El médico cogió el negativo, lo puso contra la luz de una pantalla rectangular y me pidió que me acercase para ver.
-¿Ve esto? -decía mientras señalaba con el dedo algún punto entre negro y gris-, es algo extraño. Pocas veces lo he visto, pero en este caso, son muy notorias. Si agrandamos un poco las verá más nítidas.
-¿Eso explica lo que siento?
-En parte. Lo importante es que no es grave, digo, no suele ser grave. En su caso es algo inexplicable porque para la mayoría de gente es solo una sensación, algo ficticio y nada más. No es algo físico. Pero aquí…. que no sé cómo han ido a parar a su intestino, porque se pueden ver. Están adheridas a las tripas. Lo que hemos descubierto es que si piensa en alguien en concreto, levantan el vuelo y por supuesto, siente que todo se revuelve. Venga y hacemos la prueba.

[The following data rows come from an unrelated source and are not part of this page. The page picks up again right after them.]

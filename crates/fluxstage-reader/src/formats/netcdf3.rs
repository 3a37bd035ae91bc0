use std::path::Path;

use netcdf3::{Attribute, DataVector, FileReader, Variable};
use tracing::debug;

use crate::errors::ReaderError;
use crate::model::{ArchiveContents, ArchiveVariable};
use crate::source::ArchiveSource;

use super::common::clean_values;

const FILL_ATTRIBUTES: [&str; 2] = ["_FillValue", "missing_value"];

/// Reads NetCDF classic and 64-bit offset archives.
pub struct NetCdf3Source;

impl Default for NetCdf3Source {
    fn default() -> Self {
        Self
    }
}

struct VariableHeader {
    name: String,
    dims: Vec<String>,
    units: Option<String>,
    fill_values: Vec<f64>,
}

impl NetCdf3Source {
    const NAME: &'static str = "netcdf3";

    fn header(var: &Variable) -> VariableHeader {
        let fill_values = FILL_ATTRIBUTES
            .iter()
            .filter_map(|attr| var.get_attr(attr))
            .filter_map(first_numeric)
            .collect();
        VariableHeader {
            name: var.name().to_string(),
            dims: var.dim_names(),
            units: var.get_attr("units").and_then(Attribute::get_as_string),
            fill_values,
        }
    }

    fn decode_error(path: &Path, message: impl Into<String>) -> ReaderError {
        ReaderError::Decode {
            source_name: Self::NAME,
            path: path.display().to_string(),
            message: message.into(),
        }
    }
}

impl ArchiveSource for NetCdf3Source {
    fn name(&self) -> &'static str {
        Self::NAME
    }

    fn open(&self, path: &Path) -> Result<ArchiveContents, ReaderError> {
        let mut reader =
            FileReader::open(path).map_err(|err| Self::decode_error(path, format!("{err:?}")))?;

        let headers: Vec<VariableHeader> = reader
            .data_set()
            .get_vars()
            .into_iter()
            .map(Self::header)
            .collect();

        let mut variables = Vec::with_capacity(headers.len());
        for header in headers {
            let data = reader.read_var(&header.name).map_err(|err| {
                Self::decode_error(path, format!("variable '{}': {err:?}", header.name))
            })?;
            let values = match data {
                DataVector::I8(values) => {
                    clean_values(values.into_iter().map(f64::from), &header.fill_values)
                }
                DataVector::U8(values) => {
                    clean_values(values.into_iter().map(f64::from), &header.fill_values)
                }
                DataVector::I16(values) => {
                    clean_values(values.into_iter().map(f64::from), &header.fill_values)
                }
                DataVector::I32(values) => {
                    clean_values(values.into_iter().map(f64::from), &header.fill_values)
                }
                DataVector::F32(values) => {
                    clean_values(values.into_iter().map(f64::from), &header.fill_values)
                }
                DataVector::F64(values) => clean_values(values, &header.fill_values),
            };
            debug!(variable = %header.name, len = values.len(), "decoded variable");
            variables.push(ArchiveVariable {
                name: header.name,
                dims: header.dims,
                units: header.units,
                values,
            });
        }

        reader.close();
        Ok(ArchiveContents { variables })
    }
}

fn first_numeric(attr: &Attribute) -> Option<f64> {
    if let Some(values) = attr.get_f64() {
        return values.first().copied();
    }
    if let Some(values) = attr.get_f32() {
        return values.first().map(|v| f64::from(*v));
    }
    if let Some(values) = attr.get_i32() {
        return values.first().map(|v| f64::from(*v));
    }
    if let Some(values) = attr.get_i16() {
        return values.first().map(|v| f64::from(*v));
    }
    if let Some(values) = attr.get_i8() {
        return values.first().map(|v| f64::from(*v));
    }
    if let Some(values) = attr.get_u8() {
        return values.first().map(|v| f64::from(*v));
    }
    None
}
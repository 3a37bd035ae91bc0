use std::collections::BTreeSet;

use polars::prelude::*;
use serde::{Deserialize, Serialize};
use tracing::{info, warn};

use crate::alignment::align_corpus;
use crate::config::{PipelineConfig, DEFAULT_RELIABLE_FLAG};
use crate::error::{PipelineError, Result};
use crate::loader::{LoadFailure, RawCorpus};
use crate::masking::{mask_site, MaskDiagnostics};
use crate::pivot::{key_column_names, pivot_site, value_column_names, StagedMatrix, TimeSlot};
use crate::snapshot::{self, DatasetManifest};

#[derive(Debug, Clone, Copy, PartialEq, Serialize, Deserialize)]
pub struct PipelineOptions {
    pub reliable_flag_value: f64,
    pub granularity_minutes: Option<u32>,
}

impl Default for PipelineOptions {
    fn default() -> Self {
        Self {
            reliable_flag_value: DEFAULT_RELIABLE_FLAG,
            granularity_minutes: None,
        }
    }
}

#[derive(Debug, Clone, PartialEq, Serialize, Deserialize)]
pub struct PipelineSummary {
    pub sites: Vec<MaskDiagnostics>,
    pub common_variables: Vec<String>,
    pub slots: Vec<TimeSlot>,
    /// Sites missing some time-of-day slots; their absent cells were filled with nulls.
    pub padded_sites: Vec<String>,
    pub load_failures: Vec<LoadFailure>,
    pub rows_before_cleanup: usize,
    pub row_count: usize,
    pub column_count: usize,
}

#[derive(Debug, Clone)]
pub struct PipelineOutput {
    pub dataset: DataFrame,
    pub summary: PipelineSummary,
}

/// Aligns, masks and pivots every site, then stacks them and drops incomplete rows.
pub fn run_pipeline(corpus: &RawCorpus, options: &PipelineOptions) -> Result<PipelineOutput> {
    if corpus.sites.is_empty() {
        return Err(PipelineError::EmptyCorpus);
    }

    let aligned = align_corpus(&corpus.sites)?;

    let mut staged = Vec::with_capacity(aligned.sites.len());
    let mut diagnostics = Vec::with_capacity(aligned.sites.len());
    for site in &aligned.sites {
        let (masked, report) = mask_site(site, options.reliable_flag_value)?;
        staged.push(pivot_site(&masked, options.granularity_minutes)?);
        diagnostics.push(report);
    }

    let stacked = concatenate(&staged, &aligned.variables)?;
    let rows_before_cleanup = stacked.frame.height();
    let value_columns = value_column_names(&aligned.variables, &stacked.slots);
    let dataset = drop_incomplete_rows(&stacked.frame, &value_columns)?;

    info!(
        sites = staged.len(),
        rows_before_cleanup,
        rows = dataset.height(),
        columns = dataset.width(),
        "staged final dataset"
    );

    let summary = PipelineSummary {
        sites: diagnostics,
        common_variables: aligned.variables,
        slots: stacked.slots,
        padded_sites: stacked.padded_sites,
        load_failures: corpus.failures.clone(),
        rows_before_cleanup,
        row_count: dataset.height(),
        column_count: dataset.width(),
    };

    Ok(PipelineOutput { dataset, summary })
}

/// Runs the pipeline and writes the final dataset snapshot to the configured location.
pub fn run_and_persist(
    corpus: &RawCorpus,
    config: &PipelineConfig,
) -> Result<(PipelineOutput, DatasetManifest)> {
    config.validate()?;
    let output = run_pipeline(corpus, &config.pipeline_options())?;
    let path = config.output_path();
    let manifest = snapshot::write_dataset(&path, &output.dataset, &output.summary, config)?;
    info!(path = %path.display(), run_id = %manifest.run_id, "wrote final dataset snapshot");
    Ok((output, manifest))
}

#[derive(Debug, Clone)]
pub struct StackedMatrices {
    pub frame: DataFrame,
    pub slots: Vec<TimeSlot>,
    pub padded_sites: Vec<String>,
}

/// Stacks staged matrices under one shared column layout.
pub fn concatenate(staged: &[StagedMatrix], variables: &[String]) -> Result<StackedMatrices> {
    let slots: Vec<TimeSlot> = staged
        .iter()
        .flat_map(|matrix| matrix.slots.iter().copied())
        .collect::<BTreeSet<_>>()
        .into_iter()
        .collect();
    let value_columns = value_column_names(variables, &slots);

    let mut combined: Option<DataFrame> = None;
    let mut padded_sites = Vec::new();

    for matrix in staged {
        let height = matrix.frame.height();
        if matrix.slots != slots {
            warn!(
                site = %matrix.metadata.site,
                slots = matrix.slots.len(),
                expected = slots.len(),
                "site lacks some time-of-day slots; filling with nulls"
            );
            padded_sites.push(matrix.metadata.site.clone());
        }

        let mut columns: Vec<Column> = Vec::with_capacity(value_columns.len() + 6);
        for name in key_column_names() {
            columns.push(matrix.frame.column(name)?.clone());
        }
        for name in &value_columns {
            let column = match matrix.frame.column(name) {
                Ok(column) => column.clone(),
                Err(_) => {
                    Series::full_null(name.as_str().into(), height, &DataType::Float64).into()
                }
            };
            columns.push(column);
        }
        let frame = DataFrame::new(columns)?;

        match combined.as_mut() {
            Some(acc) => {
                acc.vstack_mut(&frame)?;
            }
            None => combined = Some(frame),
        }
    }

    Ok(StackedMatrices {
        frame: combined.unwrap_or_default(),
        slots,
        padded_sites,
    })
}

/// Keeps rows where every listed value column is present.
pub fn drop_incomplete_rows(
    frame: &DataFrame,
    value_columns: &[String],
) -> std::result::Result<DataFrame, PolarsError> {
    let mut keep = BooleanChunked::full("keep".into(), true, frame.height());
    for name in value_columns {
        let present = frame.column(name)?.as_materialized_series().is_not_null();
        keep = &keep & &present;
    }
    frame.filter(&keep)
}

Me acostaron en una cama de partos, la enfermera subió la camisa hasta el pecho dejando mi estómago al descubierto, puso un poco de gel y luego colocó encima una cámara escáner. Igual que una ecografía. Y miramos todos a la pantalla. Y en efecto ahí estaban, pegadas al estómago, como tomando el sol en los juncos de las orillas de los lagos. Eran muchas.
-Ahora bien, -dijo el especialista- piense en ella y verá.
Lo hice y vi a través de la pantalla, como al pensar en ti, levantaban el vuelo. Sí, ya lo sé, tengo mariposas en el estómago.